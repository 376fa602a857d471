//! **Speech-to-Text** — turn an utterance's PCM into text.
//!
//! Implement `SttService` for any vendor; `OpenAiStt` targets the
//! OpenAI-compatible `/audio/transcriptions` shape (OpenAI, Groq, OpenRouter).

use crate::error::{VoiceError, VoiceResult};
use async_trait::async_trait;
use std::time::Duration;

/// Converts one utterance (as a WAV container) into text. An empty string
/// means nothing intelligible was said.
#[async_trait]
pub trait SttService: Send + Sync {
    async fn transcribe(&self, wav: Vec<u8>, sample_rate: u32) -> VoiceResult<String>;
}

/// Placeholder STT: returns a fixed string. Use for exercising the pipeline
/// without credentials.
#[derive(Debug, Default)]
pub struct PlaceholderStt {
    /// If set, return this instead of the default message.
    pub response: Option<String>,
}

impl PlaceholderStt {
    pub fn new() -> Self {
        Self::default()
    }

    pub fn with_response(s: impl Into<String>) -> Self {
        Self {
            response: Some(s.into()),
        }
    }
}

#[async_trait]
impl SttService for PlaceholderStt {
    async fn transcribe(&self, wav: Vec<u8>, sample_rate: u32) -> VoiceResult<String> {
        if let Some(ref r) = self.response {
            return Ok(r.clone());
        }
        Ok(format!(
            "[STT placeholder: {} bytes at {} Hz]",
            wav.len(),
            sample_rate
        ))
    }
}

/// Production STT: OpenAI-compatible transcription API.
/// Uses `STT_API_URL` (e.g. https://api.groq.com/openai/v1), `STT_API_KEY`,
/// and `STT_MODEL` (default whisper-large-v3).
#[derive(Debug, Clone)]
pub struct OpenAiStt {
    /// Base URL without trailing slash.
    pub base_url: String,
    /// Bearer API key.
    pub api_key: String,
    /// Model: whisper-large-v3, whisper-1, etc.
    pub model: String,
    client: reqwest::Client,
}

impl OpenAiStt {
    /// Build from environment: STT_API_URL, STT_API_KEY (or LLM_API_KEY), STT_MODEL.
    pub fn from_env() -> VoiceResult<Self> {
        let base_url = std::env::var("STT_API_URL")
            .unwrap_or_else(|_| "https://api.groq.com/openai/v1".to_string());
        let api_key = std::env::var("STT_API_KEY")
            .or_else(|_| std::env::var("LLM_API_KEY"))
            .map_err(|_| VoiceError::Config("STT requires STT_API_KEY or LLM_API_KEY".to_string()))?;
        let model = std::env::var("STT_MODEL").unwrap_or_else(|_| "whisper-large-v3".to_string());
        Self::new(base_url, api_key, model)
    }

    /// Create with explicit config.
    pub fn new(
        base_url: impl Into<String>,
        api_key: impl Into<String>,
        model: impl Into<String>,
    ) -> VoiceResult<Self> {
        let client = reqwest::Client::builder()
            .timeout(Duration::from_secs(30))
            .build()
            .map_err(|e| VoiceError::ExternalService(e.to_string()))?;
        Ok(Self {
            base_url: base_url.into(),
            api_key: api_key.into(),
            model: model.into(),
            client,
        })
    }
}

#[async_trait]
impl SttService for OpenAiStt {
    async fn transcribe(&self, wav: Vec<u8>, _sample_rate: u32) -> VoiceResult<String> {
        if wav.is_empty() {
            return Ok(String::new());
        }
        let url = format!("{}/audio/transcriptions", self.base_url.trim_end_matches('/'));
        let part = reqwest::multipart::Part::bytes(wav)
            .file_name("utterance.wav")
            .mime_str("audio/wav")
            .map_err(|e| VoiceError::ExternalService(e.to_string()))?;
        let form = reqwest::multipart::Form::new()
            .part("file", part)
            .text("model", self.model.clone());
        let res = self
            .client
            .post(&url)
            .bearer_auth(&self.api_key)
            .multipart(form)
            .send()
            .await
            .map_err(|e| VoiceError::ExternalService(e.to_string()))?;
        if !res.status().is_success() {
            let status = res.status();
            let body = res.text().await.unwrap_or_default();
            return Err(VoiceError::ExternalService(format!(
                "STT API error {status}: {body}"
            )));
        }
        let json: serde_json::Value = res
            .json()
            .await
            .map_err(|e| VoiceError::ExternalService(e.to_string()))?;
        let text = json
            .get("text")
            .and_then(|t| t.as_str())
            .unwrap_or("")
            .trim()
            .to_string();
        Ok(text)
    }
}

#[cfg(test)]
mod tests {
    use super::*;

    #[tokio::test]
    async fn placeholder_reports_payload_shape() {
        let stt = PlaceholderStt::new();
        let text = stt.transcribe(vec![0; 364], 8000).await.unwrap();
        assert!(text.contains("364"));
        assert!(text.contains("8000"));
    }

    #[tokio::test]
    async fn placeholder_with_response() {
        let stt = PlaceholderStt::with_response("hello world");
        assert_eq!(stt.transcribe(vec![], 8000).await.unwrap(), "hello world");
    }
}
+++
Look through the entries above and count each line holding "status"; report the count alone.

= Task output =
3